Skip to main content

Voice Cloning

Voice cloning lets a character sound as consistent as it looks. Influgen uses a voice provider layer, with ElevenLabs-style controls for stability, similarity, style, and speaker boost when the configured backend supports them.

What voice cloning is used for

Once a voice clone is attached to a character, it can be used for:

  • voice previews
  • generated speech clips
  • talking head videos
  • narration layered onto content items

The same settings can also become the default for future voice generations.

Two ways to create a voice clone

Upload samples

Use multipart form upload when you have raw files. Influgen accepts sample fields named samples or sample.

This is the best choice when:

  • you have clean WAV or MP3 files on hand
  • you want the browser workflow
  • you are building the voice directly from the web app

Provide sample URLs

Use sample_urls when the audio already lives remotely. This is especially useful in mobile workflows, where the voice lab expects direct audio sample URLs if you are not uploading files.

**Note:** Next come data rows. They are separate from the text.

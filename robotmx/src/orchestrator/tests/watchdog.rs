use std::time::Duration;

use shared_types::{OperationHandle, ProbeRequest};
use tokio::time::sleep;

use super::support::{port, Harness, HANDLE};

const TIMEOUT: Duration = Duration::from_secs(120);

#[tokio::test(start_paused = true)]
async fn test_prepare_without_follow_up_sends_robot_home() {
    let h = Harness::with_prepare_timeout(TIMEOUT);

    let outcome = h.orchestrator.prepare_for_mount(HANDLE).await;
    assert_eq!(outcome.error, None);
    assert!(h.orchestrator.watchdog().is_armed());

    let prepared = h.orchestrator.snapshot().prepared;
    assert!(prepared.prepared);
    assert!(prepared.deadline.is_some());

    sleep(Duration::from_secs(119)).await;
    assert!(!h.robot.called("go_to_home"));

    sleep(Duration::from_secs(2)).await;
    assert_eq!(h.robot.count("go_to_home"), 1);
    assert!(!h.orchestrator.watchdog().is_armed());
    assert!(!h.orchestrator.snapshot().prepared.prepared);
}

#[tokio::test(start_paused = true)]
async fn test_mount_aborts_pending_watchdog() {
    let h = Harness::with_prepare_timeout(TIMEOUT);

    h.orchestrator.prepare_for_mount(HANDLE).await;
    let outcome = h
        .orchestrator
        .mount(OperationHandle(102), port("L A 1"))
        .await;
    assert_eq!(outcome.error, None);
    assert!(!h.orchestrator.watchdog().is_armed());

    sleep(TIMEOUT * 2).await;
    assert!(!h.robot.called("go_to_home"));
}

#[tokio::test(start_paused = true)]
async fn test_dismount_with_nothing_mounted_still_aborts_watchdog() {
    let h = Harness::with_prepare_timeout(TIMEOUT);

    h.orchestrator.prepare_for_mount(HANDLE).await;
    h.orchestrator.dismount(OperationHandle(102), None).await;

    sleep(TIMEOUT * 2).await;
    assert!(!h.robot.called("go_to_home"));
}

#[tokio::test(start_paused = true)]
async fn test_second_prepare_replaces_deadline() {
    let h = Harness::with_prepare_timeout(TIMEOUT);

    h.orchestrator.prepare_for_mount(HANDLE).await;
    sleep(Duration::from_secs(100)).await;
    h.orchestrator.prepare_for_mount(OperationHandle(102)).await;

    // Past the first deadline, before the second.
    sleep(Duration::from_secs(30)).await;
    assert!(!h.robot.called("go_to_home"));

    sleep(Duration::from_secs(100)).await;
    assert_eq!(h.robot.count("go_to_home"), 1);
}

#[tokio::test(start_paused = true)]
async fn test_failed_prepare_does_not_arm() {
    let h = Harness::with_prepare_timeout(TIMEOUT);
    h.robot.fail("prepare_for_mount", "not at home");

    let outcome = h.orchestrator.prepare_for_mount(HANDLE).await;

    assert_eq!(outcome.error.as_deref(), Some("not at home"));
    assert!(!h.orchestrator.watchdog().is_armed());
}

#[tokio::test(start_paused = true)]
async fn test_expiry_while_robot_busy_does_not_send_home() {
    let h = Harness::with_prepare_timeout(TIMEOUT);
    h.orchestrator.prepare_for_mount(HANDLE).await;

    let gate = h.robot.gate("probe");
    let orchestrator = h.orchestrator.clone();
    let probe = tokio::spawn(async move {
        orchestrator
            .probe(OperationHandle(102), ProbeRequest::default())
            .await
    });
    gate.wait_entered().await;

    sleep(TIMEOUT + Duration::from_secs(1)).await;
    assert!(!h.robot.called("go_to_home"));
    assert!(!h.orchestrator.watchdog().is_armed());

    gate.release();
    assert_eq!(probe.await.unwrap().error, None);
}

#[tokio::test]
async fn test_abort_when_idle_is_a_no_op() {
    let h = Harness::new();
    h.orchestrator.watchdog().abort();
    assert!(!h.orchestrator.watchdog().is_armed());
    assert_eq!(h.orchestrator.watchdog().timeout(), Duration::from_secs(120));
}
//! DTO modules that bridge the list view with the rendering layer.

pub mod list_view;
//! Configuration model loaded from external sources.

use std::time::Duration;

use serde::Deserialize;

use crate::domain::types::PageSize;
use crate::list_view::ListViewOptions;
use crate::pagination::DEFAULT_MAX_BUTTONS;

fn default_max_buttons() -> usize {
    DEFAULT_MAX_BUTTONS
}

fn default_search_debounce_ms() -> u64 {
    250
}

fn default_seed_path() -> String {
    "config/accounts.json".to_string()
}

#[derive(Clone, Debug, Deserialize)]
/// Settings of the list view and of the demo data source.
pub struct ListViewConfig {
    #[serde(default)]
    pub page_size: PageSize,
    #[serde(default = "default_max_buttons")]
    pub max_buttons: usize,
    #[serde(default = "default_search_debounce_ms")]
    pub search_debounce_ms: u64,
    #[serde(default)]
    pub discard_stale_results: bool,
    /// JSON file with the accounts served by the in-memory repository.
    #[serde(default = "default_seed_path")]
    pub seed_path: String,
}

impl ListViewConfig {
    pub fn options(&self) -> ListViewOptions {
        ListViewOptions {
            page_size: self.page_size,
            max_buttons: self.max_buttons,
            search_debounce: Duration::from_millis(self.search_debounce_ms),
            discard_stale_results: self.discard_stale_results,
        }
    }
}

This is the best choice when:

  • you are using the mobile app
  • your asset pipeline already stores speech samples in cloud storage
  • you want to clone voices from a backend automation flow

[screenshot: Voice clone panel with sample upload area, tuning sliders, and preview player]

Voice clone inputs

You can provide:

  • name
  • description
  • labels
  • sample_urls
  • model_id
  • stability
  • similarity_boost
  • style
  • use_speaker_boost

Keep the labels practical. They are most useful for tracking accents, language, pacing, or intended use, not for writing long descriptions.

Best practices for sample quality

  • Use dry speech without music or room echo.
  • Keep the microphone quality reasonably consistent.
  • Avoid stacking multiple speakers in one sample.
  • Aim for natural pacing rather than exaggerated performance.
  • Use the same language and accent you expect to publish with.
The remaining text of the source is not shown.